INSTRUCTIONS TO FOLLOW. Working through the lines below, return each one that holds "WishlistCommand".

(Saved data entries)
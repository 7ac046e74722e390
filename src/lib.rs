//! # Storefront Core
//!
//! Client-side state for a product storefront: shopping cart with promo
//! codes, catalog filters with infinite-scroll pagination, and a wishlist.
//! Designed for FFI integration with cross-platform UI shells; every
//! mutation is a JSON action and every answer a JSON envelope.
//!
//! ## Features
//!
//! - **Pure reducers**: each store is a `(state, action) -> state` function,
//!   testable without any UI
//! - **Reconciled totals**: cart subtotal, promo discount and total are
//!   recomputed from the line items after every change
//! - **Offline persistence**: cart and wishlist snapshots are written to an
//!   injected key-value store (LMDB-backed or in-memory) after every change
//! - **Safe error handling**: storage failures are logged, never surfaced;
//!   no `unwrap()` calls in production code
//!
//! ## Quick Start
//!
//! ```no_run
//! use storefront_core::{create_storefront, cart_dispatch};
//! use std::ffi::CString;
//!
//! let config = CString::new(r#"{"storagePath":"my_shop"}"#).unwrap();
//! let storefront = create_storefront(config.as_ptr());
//!
//! let action = CString::new(
//!     r#"{"type":"addItem","product":{"id":1,"title":"Lamp","price":80.0,"stock":5},"quantity":2}"#,
//! ).unwrap();
//! let cart_json = cart_dispatch(storefront, action.as_ptr());
//! ```
//!
//! ## FFI Functions
//!
//! - [`create_storefront`] - Open storage and hydrate all stores
//! - [`cart_dispatch`] / [`get_cart`] - Cart actions and snapshot
//! - [`filters_dispatch`] / [`get_filters`] - Filter actions and snapshot
//! - [`wishlist_dispatch`] / [`get_wishlist`] - Wishlist commands and snapshot
//! - [`catalog_query`] - Request for the current catalog page
//! - [`catalog_categories_query`] / [`catalog_product_query`] - Requests for
//!   the category list and a product's detail page
//! - [`receive_catalog_page`] - Feed a fetched page into the result list
//! - [`free_response`] - Release a string returned by any function above
//! - [`destroy_storefront`] - Release the storefront

pub mod app_response;
pub mod cart_model;
pub mod cart_store;
pub mod catalog_query;
pub mod config;
pub mod filter_state;
pub mod lmdb_store;
pub mod persistence;
pub mod product;
pub mod promo;
pub mod store_error;
pub mod storefront;
pub mod wishlist_store;

use std::ffi::{CStr, CString};
use std::os::raw::c_char;

use log::{info, warn};
use serde::de::DeserializeOwned;
use serde::Serialize;

use crate::app_response::AppResponse;
use crate::cart_store::CartAction;
use crate::catalog_query::{CatalogPage, CatalogQuery};
use crate::config::StorefrontConfig;
use crate::filter_state::FilterAction;
use crate::storefront::{Storefront, WishlistCommand};

/// Creates a storefront from a JSON configuration.
///
/// # Parameters
///
/// * `config_json` - Null-terminated JSON [`StorefrontConfig`]; a null
///   pointer selects the default in-memory configuration
///
/// # Returns
///
/// A pointer to the [`Storefront`], or null when the configuration is not
/// valid JSON or the storage cannot be opened. Release it with
/// [`destroy_storefront`].
///
/// # Examples
///
/// ```no_run
/// use std::ffi::CString;
/// use storefront_core::create_storefront;
///
/// let config = CString::new(r#"{"storagePath":"shop","pageSize":30}"#).unwrap();
/// let storefront = create_storefront(config.as_ptr());
/// assert!(!storefront.is_null());
/// ```
#[no_mangle]
#[allow(clippy::not_unsafe_ptr_arg_deref)]
pub extern "C" fn create_storefront(config_json: *const c_char) -> *mut Storefront {
    let config = if config_json.is_null() {
        StorefrontConfig::default()
    } else {
        let raw = match unsafe { CStr::from_ptr(config_json).to_str() } {
            Ok(s) => s,
            Err(e) => {
                warn!("Invalid UTF-8 in storefront config: {e}");
                return std::ptr::null_mut();
            }
        };
        match StorefrontConfig::from_json(raw) {
            Ok(config) => config,
            Err(e) => {
                warn!("Invalid storefront config: {e}");
                return std::ptr::null_mut();
            }
        }
    };

    match Storefront::open(config) {
        Ok(storefront) => {
            info!("Storefront initialized");
            Box::into_raw(Box::new(storefront))
        }
        Err(e) => {
            warn!("Failed to open storefront storage: {e}");
            std::ptr::null_mut()
        }
    }
}

/// Applies a cart action and returns the resulting cart.
///
/// # JSON Format
///
/// ```json
/// {"type": "addItem", "product": {"id": 1, "title": "Lamp", "price": 80.0, "stock": 5}, "quantity": 1}
/// {"type": "removeItem", "productId": 1}
/// {"type": "setQuantity", "productId": 1, "quantity": 3}
/// {"type": "applyPromo", "code": "save50"}
/// {"type": "removePromo"}
/// {"type": "clear"}
/// ```
///
/// An unknown promo code answers `InvalidPromoCode` and leaves the cart as
/// it was.
#[no_mangle]
#[allow(clippy::not_unsafe_ptr_arg_deref)]
pub extern "C" fn cart_dispatch(state: *mut Storefront, action_json: *const c_char) -> *const c_char {
    let storefront = match unsafe { state.as_mut() } {
        Some(s) => s,
        None => return null_state("cart_dispatch"),
    };

    let action: CartAction = match parse_json(action_json, "action") {
        Ok(action) => action,
        Err(err) => return err,
    };

    match storefront.cart.dispatch(action) {
        Ok(cart) => json_response(cart),
        Err(e) => response_to_c_string(&AppResponse::from(e)),
    }
}

/// Returns the current cart, derived totals included.
#[no_mangle]
#[allow(clippy::not_unsafe_ptr_arg_deref)]
pub extern "C" fn get_cart(state: *mut Storefront) -> *const c_char {
    match unsafe { state.as_ref() } {
        Some(storefront) => json_response(storefront.cart.state()),
        None => null_state("get_cart"),
    }
}

/// Applies a filter action and returns the resulting filter state.
///
/// ```json
/// {"type": "setCategory", "category": "smartphones"}
/// {"type": "setPriceRange", "min": 10.0, "max": 250.0}
/// {"type": "setCurrentPage", "page": 3}
/// {"type": "clearFilters"}
/// ```
#[no_mangle]
#[allow(clippy::not_unsafe_ptr_arg_deref)]
pub extern "C" fn filters_dispatch(state: *mut Storefront, action_json: *const c_char) -> *const c_char {
    let storefront = match unsafe { state.as_mut() } {
        Some(s) => s,
        None => return null_state("filters_dispatch"),
    };

    let action: FilterAction = match parse_json(action_json, "action") {
        Ok(action) => action,
        Err(err) => return err,
    };

    json_response(storefront.dispatch_filters(action))
}

#[no_mangle]
#[allow(clippy::not_unsafe_ptr_arg_deref)]
pub extern "C" fn get_filters(state: *mut Storefront) -> *const c_char {
    match unsafe { state.as_ref() } {
        Some(storefront) => json_response(storefront.filters.state()),
        None => null_state("get_filters"),
    }
}

/// Applies a wishlist command (`add` with a product, `remove` with a
/// `productId`, or `clear`) and returns the wishlist entries.
#[no_mangle]
#[allow(clippy::not_unsafe_ptr_arg_deref)]
pub extern "C" fn wishlist_dispatch(state: *mut Storefront, command_json: *const c_char) -> *const c_char {
    let storefront = match unsafe { state.as_mut() } {
        Some(s) => s,
        None => return null_state("wishlist_dispatch"),
    };

    let command: WishlistCommand = match parse_json(command_json, "command") {
        Ok(command) => command,
        Err(err) => return err,
    };

    storefront.dispatch_wishlist(command);
    json_response(storefront.wishlist.state())
}

#[no_mangle]
#[allow(clippy::not_unsafe_ptr_arg_deref)]
pub extern "C" fn get_wishlist(state: *mut Storefront) -> *const c_char {
    match unsafe { state.as_ref() } {
        Some(storefront) => json_response(storefront.wishlist.state()),
        None => null_state("get_wishlist"),
    }
}

/// Returns the catalog request (`path` and `params`) for the current filters.
#[no_mangle]
#[allow(clippy::not_unsafe_ptr_arg_deref)]
pub extern "C" fn catalog_query(state: *mut Storefront) -> *const c_char {
    match unsafe { state.as_ref() } {
        Some(storefront) => json_response(&storefront.catalog_query()),
        None => null_state("catalog_query"),
    }
}

/// Returns the catalog request for the category list.
#[no_mangle]
pub extern "C" fn catalog_categories_query() -> *const c_char {
    json_response(&CatalogQuery::categories())
}

/// Returns the catalog request for one product's detail page.
#[no_mangle]
pub extern "C" fn catalog_product_query(product_id: u64) -> *const c_char {
    json_response(&CatalogQuery::product(product_id))
}

/// Feeds a fetched catalog page (`{"products": [...], "total": n, ...}`)
/// into the accumulated result list and returns that list.
#[no_mangle]
#[allow(clippy::not_unsafe_ptr_arg_deref)]
pub extern "C" fn receive_catalog_page(state: *mut Storefront, page_json: *const c_char) -> *const c_char {
    let storefront = match unsafe { state.as_mut() } {
        Some(s) => s,
        None => return null_state("receive_catalog_page"),
    };

    let page: CatalogPage = match parse_json(page_json, "page") {
        Ok(page) => page,
        Err(err) => return err,
    };

    json_response(storefront.receive_page(page))
}

/// Releases a string returned by any function of this library.
#[no_mangle]
#[allow(clippy::not_unsafe_ptr_arg_deref)]
pub extern "C" fn free_response(ptr: *const c_char) {
    if ptr.is_null() {
        return;
    }
    unsafe {
        drop(CString::from_raw(ptr as *mut c_char));
    }
}

/// Releases a storefront created by [`create_storefront`].
///
/// Snapshots are already persisted after every mutation, so nothing is
/// written here.
#[no_mangle]
#[allow(clippy::not_unsafe_ptr_arg_deref)]
pub extern "C" fn destroy_storefront(state: *mut Storefront) {
    if state.is_null() {
        warn!("Null state pointer passed to destroy_storefront");
        return;
    }
    unsafe {
        drop(Box::from_raw(state));
    }
}

fn null_state(function: &str) -> *const c_char {
    let error = AppResponse::BadRequest(format!("Null state pointer passed to {function}"));
    response_to_c_string(&error)
}

fn json_response<T: Serialize>(value: &T) -> *const c_char {
    response_to_c_string(&AppResponse::json(value))
}

/// Decodes a JSON C string, or returns the error envelope to hand back.
fn parse_json<T: DeserializeOwned>(ptr: *const c_char, field_name: &str) -> Result<T, *const c_char> {
    let raw = c_ptr_to_string(ptr, field_name)?;
    serde_json::from_str(&raw).map_err(|e| {
        let error = AppResponse::SerializationError(format!("Invalid {field_name} JSON: {e}"));
        response_to_c_string(&error)
    })
}

/// Converts an [`AppResponse`] to a C string owned by the caller.
///
/// Returns null if serialization or C string creation fails.
fn response_to_c_string(response: &AppResponse) -> *const c_char {
    let json = match serde_json::to_string(response) {
        Ok(j) => j,
        Err(e) => {
            warn!("Error serializing response: {e}");
            return std::ptr::null();
        }
    };

    match CString::new(json) {
        Ok(c_str) => c_str.into_raw(),
        Err(e) => {
            warn!("Error creating CString: {e}");
            std::ptr::null()
        }
    }
}

/// Converts a C string pointer to a Rust String, handling null pointers and
/// invalid UTF-8.
fn c_ptr_to_string(ptr: *const c_char, field_name: &str) -> Result<String, *const c_char> {
    if ptr.is_null() {
        let error = AppResponse::BadRequest(format!("Null {field_name} pointer"));
        return Err(response_to_c_string(&error));
    }

    match unsafe { CStr::from_ptr(ptr).to_str() } {
        Ok(s) => Ok(s.to_string()),
        Err(e) => {
            let error = AppResponse::BadRequest(format!("Invalid UTF-8 in {field_name}: {e}"));
            Err(response_to_c_string(&error))
        }
    }
}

RESULT.
use crate::storefront::{Storefront, WishlistCommand};
    let command: WishlistCommand = match parse_json(command_json, "command") {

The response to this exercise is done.